Ganhou força , nos últimos dias ,nas redes e nos noticiários de todo o mundo a decisão histórica do parlamento da Itália: a aprovação por unanimidade da lei que insere o crime de feminicídio como categoria autônoma em seu Código Penal, com pena de prisão perpétua para quem matar uma mulher motivado por discriminação de gênero, ódio ou desejo de controlar seu corpo, sua liberdade ou sua recusa de vínculo.
A lei, apoiada por uma coalizão rara entre centro-direita e centro-esquerda, foi sancionada justamente em 25 de novembro, Dia Internacional para a Eliminação da Violência contra as Mulheres, gesto simbólico que espera marcar o fim da impunidade.
O assassinato de Giulia Cecchettin, ocorrido em 11 de novembro de 2023, após semanas de sinais explícitos de controle e ameaças por parte do ex-namorado Filippo Turetta, desencadeou na Itália uma das maiores discussões recentes sobre violência de gênero e as raízes estruturais do patriarcado. O país assistiu, atônito, à convergência entre um caso individual e um mal coletivo. Quando Turetta foi condenado à prisão perpétua em primeira instância e abriu mão de recorrer, o processo judicial se encerrou rapidamente, mas a ferida social continuou aberta.
A contundência mais transformadora não veio dos tribunais, mas da coragem da irmã de Giulia, Elena Cecchettin, que recusou a narrativa confortável do agressor como “monstro”. Ao afirmar que ele era “um filho saudável do patriarcado e da cultura do estupro”, ela deslocou o foco da exceção para o sistema, da barbárie individual para o caldo cultural que autoriza a violência contra mulheres como expressão de posse, ciúme e controle. Suas palavras reverberaram como um grito coletivo e desencadearam manifestações em todo o país, incluindo o simbólico “minuto de barulho”, gesto que buscava romper o silêncio histórico que costuma recair sobre vítimas e sobreviventes. Após o caso, as ligações para o número nacional antiviolência, o 1522, aumentaram de forma significativa, revelando que quando alguém nomeia o indizível, muitas outras ganham coragem de pedir ajuda.

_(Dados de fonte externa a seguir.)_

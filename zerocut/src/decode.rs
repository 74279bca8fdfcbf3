use std::fs::File;
use std::path::Path;

use log::debug;
use symphonia::core::audio::SampleBuffer;
use symphonia::core::codecs::{DecoderOptions, CODEC_TYPE_NULL};
use symphonia::core::errors::Error as SymphoniaError;
use symphonia::core::formats::FormatOptions;
use symphonia::core::io::MediaSourceStream;
use symphonia::core::meta::MetadataOptions;
use symphonia::core::probe::Hint;
use thiserror::Error;

/// Errors that can occur while decoding the input file.
#[derive(Debug, Error)]
pub enum DecodeError {
    /// Wrapper around errors produced by the Symphonia decoding library.
    #[error(transparent)]
    Symphonia(#[from] SymphoniaError),

    /// Wrapper around IO errors encountered while reading the input.
    #[error(transparent)]
    Io(#[from] std::io::Error),

    /// Error returned when the container does not expose any default track.
    #[error("input stream does not provide a default track")]
    MissingDefaultTrack,

    /// Error returned when the decoder track lacks a sample rate.
    #[error("input stream does not advertise a sample rate")]
    MissingSampleRate,

    /// Error returned when the decoder track lacks a channel layout.
    #[error("input stream does not advertise a channel layout")]
    MissingChannels,

    /// Error returned when the codec of the track cannot be handled.
    #[error("unsupported codec")]
    UnsupportedCodec,

    /// Error returned when the stream decodes to zero frames.
    #[error("input stream decoded to zero frames")]
    EmptyStream,
}

/// A fully decoded recording, interleaved 16-bit PCM.
pub struct DecodedAudio {
    pub samples: Vec<i16>,
    pub channels: usize,
    pub sample_rate: u32,
}

/// Decode the whole input file into interleaved 16-bit PCM.
pub fn decode_file(path: &Path) -> Result<DecodedAudio, DecodeError> {
    let mut hint = Hint::new();
    if let Some(extension) = path.extension().and_then(|ext| ext.to_str()) {
        hint.with_extension(extension);
    }

    let file = File::open(path)?;
    let mss = MediaSourceStream::new(Box::new(file), Default::default());

    let probed = symphonia::default::get_probe().format(
        &hint,
        mss,
        &FormatOptions::default(),
        &MetadataOptions::default(),
    )?;
    let mut reader = probed.format;

    let track = reader
        .default_track()
        .ok_or(DecodeError::MissingDefaultTrack)?;
    if track.codec_params.codec == CODEC_TYPE_NULL {
        return Err(DecodeError::UnsupportedCodec);
    }
    let track_id = track.id;
    let sample_rate = track
        .codec_params
        .sample_rate
        .ok_or(DecodeError::MissingSampleRate)?;
    let channels = track
        .codec_params
        .channels
        .ok_or(DecodeError::MissingChannels)?
        .count();

    let mut decoder =
        symphonia::default::get_codecs().make(&track.codec_params, &DecoderOptions::default())?;

    let mut samples: Vec<i16> = Vec::new();
    let mut sample_buf: Option<SampleBuffer<i16>> = None;

    while let Ok(packet) = reader.next_packet() {
        if packet.track_id() != track_id {
            continue;
        }
        match decoder.decode(&packet) {
            Ok(decoded) => {
                let buf = sample_buf.get_or_insert_with(|| {
                    SampleBuffer::<i16>::new(decoded.capacity() as u64, *decoded.spec())
                });
                buf.copy_interleaved_ref(decoded);
                samples.extend_from_slice(buf.samples());
            }
            Err(SymphoniaError::DecodeError(_)) => continue,
            Err(err) => return Err(err.into()),
        }
    }

    if samples.is_empty() {
        return Err(DecodeError::EmptyStream);
    }

    debug!(
        "decoded {} sample(s), {} channel(s) at {} Hz",
        samples.len(),
        channels,
        sample_rate
    );
    Ok(DecodedAudio {
        samples,
        channels,
        sample_rate,
    })
}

Em novembro de 2024, o pai da jovem, Gino Cecchettin, inaugurou a Fondazione Giulia Cecchettin com a proposta de promover mudanças culturais profundas e duradouras. A iniciativa nasceu como um contraponto ético e humano à tragédia, um esforço para transformar luto em ação, dor em responsabilidade social. A cerimônia de abertura, no entanto, foi atravessada por polêmica quando o ministro Giuseppe Valditara classificou o combate ao patriarcado como “ideológico” e associou o aumento da violência sexual à “imigração ilegal”. A resposta de Elena foi imediata e precisa. Ela lembrou que a irmã foi morta por um rapaz italiano, branco e considerado “do bem”, desmontando a tentativa de deslocar a responsabilidade para grupos externos e reafirmando que a violência misógina é produzida no centro da cultura, não em suas margens.
Essa narrativa se tornou um divisor de águas na Itália porque expôs, sem anestesia, aquilo que a psicanálise e os estudos de gênero já apontavam havia décadas: a violência contra mulheres não é um desvio, mas uma herança histórica. Uma herança que só começa a ruir quando alguém, como Elena, nomeia e denuncia o que gerações e gerações têm acobertado.
Na Europa, como em estudos da Itália, os números muitas vezes expressam a face mais brutal da desigualdade de gênero: o feminino como alvo em nome do controle, da posse, do medo da autonomia. A institucionalização de plataformas cartográficas de feminicídios, como o Atlante dei Femminicidi, denuncia uma cultura que apenas agora começa a se permitir ver o horror como problema coletivo, não apenas casos trágicos.
Segundo reportagens recentes, a Itália “se junta a um punhado de nações: incluindo México e Chile, que criminalizam o femicídio com lei específica”. Em diversos países há legislação, ou pelo menos agravantes legais, que tratam homicídios de mulheres motivados por gênero com penas específicas, registros diferenciados, maior severidade, ou tipificações afins (“femicide/femicídio”, “homicídio por violência doméstica”, “homicídio por gênero”, “crime de ódio de gênero”, etc). A própria noção de “feminicídio” já era usada por movimentos, jurisprudências e legislações em várias nações antes da lei italiana
A novidade não é mero ajuste jurídico. É o reconhecimento explícito de que assassinatos de mulheres por serem mulheres não são tragédias isoladas: são expressão de poder desigual, de um sistema cultural que naturaliza a dominação masculina. Para muitos, representa um avanço fundamental. Para outros, ainda insuficiente, pois uma lei não substitui educação, mudanças culturais e prevenção real.
Mas essa lei italiana, por mais severa que soe, não é uma resposta só nacional: insere-se numa urgência global. Ela nos chama a pensar o feminicídio não como falha individual, mas como falha civilizatória.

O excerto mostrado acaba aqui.